Tariff Proof Business Growing Revenues 50% And Trading At 55% Discount!
One of the best high growth opportunities I currently see in the market.
“Businesses disrupting traditional industries pay the highest return on investment.”
This is intuitive.
Disruption brings decline of incumbents. As they decline, the share of the market they previously captured becomes contestable again. Disrupter quickly captures all those shares in addition to organic growth of the market.
This is why they become so big so fast.
Amazon, PayPal, Spotify have all disrupted traditional industries where huge value was locked in and exploited by incumbents.
I found such a company last year.
I tracked it throughout 2024 and finally invested it back in January.
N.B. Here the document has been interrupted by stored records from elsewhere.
use std::path::Path;

use anyhow::{Context, Result};
use tracing::subscriber::DefaultGuard;
use tracing_appender::non_blocking::WorkerGuard;
use tracing_subscriber::layer::SubscriberExt;
use tracing_subscriber::{fmt, EnvFilter, Registry};

/// Logging for one process invocation: stderr plus a daily-rolling file under the logs dir.
///
/// The subscriber is installed as the thread default and removed when the session drops;
/// the file writer is flushed after that.
pub struct LogSession {
    _default: DefaultGuard,
    _writer: WorkerGuard,
}

impl LogSession {
    pub fn start(logs_dir: &Path, file_prefix: &str) -> Result<Self> {
        std::fs::create_dir_all(logs_dir)
            .with_context(|| format!("creating log directory {}", logs_dir.display()))?;

        let appender = tracing_appender::rolling::daily(logs_dir, format!("{file_prefix}.log"));
        let (file_writer, writer_guard) = tracing_appender::non_blocking(appender);
        let filter = EnvFilter::try_from_default_env().unwrap_or_else(|_| EnvFilter::new("info"));

        let subscriber = Registry::default()
            .with(filter)
            .with(fmt::layer().with_writer(std::io::stderr).with_target(false))
            .with(fmt::layer().with_writer(file_writer).with_ansi(false));

        Ok(Self {
            _default: tracing::subscriber::set_default(subscriber),
            _writer: writer_guard,
        })
    }
}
I published the deep dive here.
What happened next?— It doubled in two months.
Valuation quickly went off the roof and we exited the position, locking in gains.
Luckily, when the industry getting disrupted isn’t defined by network effects and winner-takes-all characteristics, you can find other businesses that are successfully implementing a new business model and disrupting incumbents.
Amazon was followed by Shopify, Mercadolibre, AliBaba, Pinduoduo; PayPal paved the way for next-gen payment processors like Block and Adyen etc…
I now believe we have another business disrupting the same industry with even stronger fundamentals than the one that doubled our money:
It has four times more customers.
It has a more consistent track record of growth.
It is active in many more markets and expanding faster.
It grew revenues 50% annually in the last 5 years.
What’s better? — It’s currently trading at just 4 times sales while the management expects 30% annual revenue growth for the next five years.
Let’s cut the BS and dive deep into this gem!
Business Overview
After the internet, the main form of disruption has been cutting out the intermediaries and going direct to consumer.
This happened in shopping, streaming, gaming and many other fields..
Yet, there are still industries ripe for this kind of disruption.
Insurance is one of them.
It’s traditionally run through intermediaries. This wasn’t a choice— this was a mandate of the conditions:
It was impossible for insurers to open branch offices in every city.
In absence of branch offices, they needed intermediaries to reach clients.
Insurers started to work with agents who would land clients for them in exchange of 15% commission for new clients and around 5% for renewals.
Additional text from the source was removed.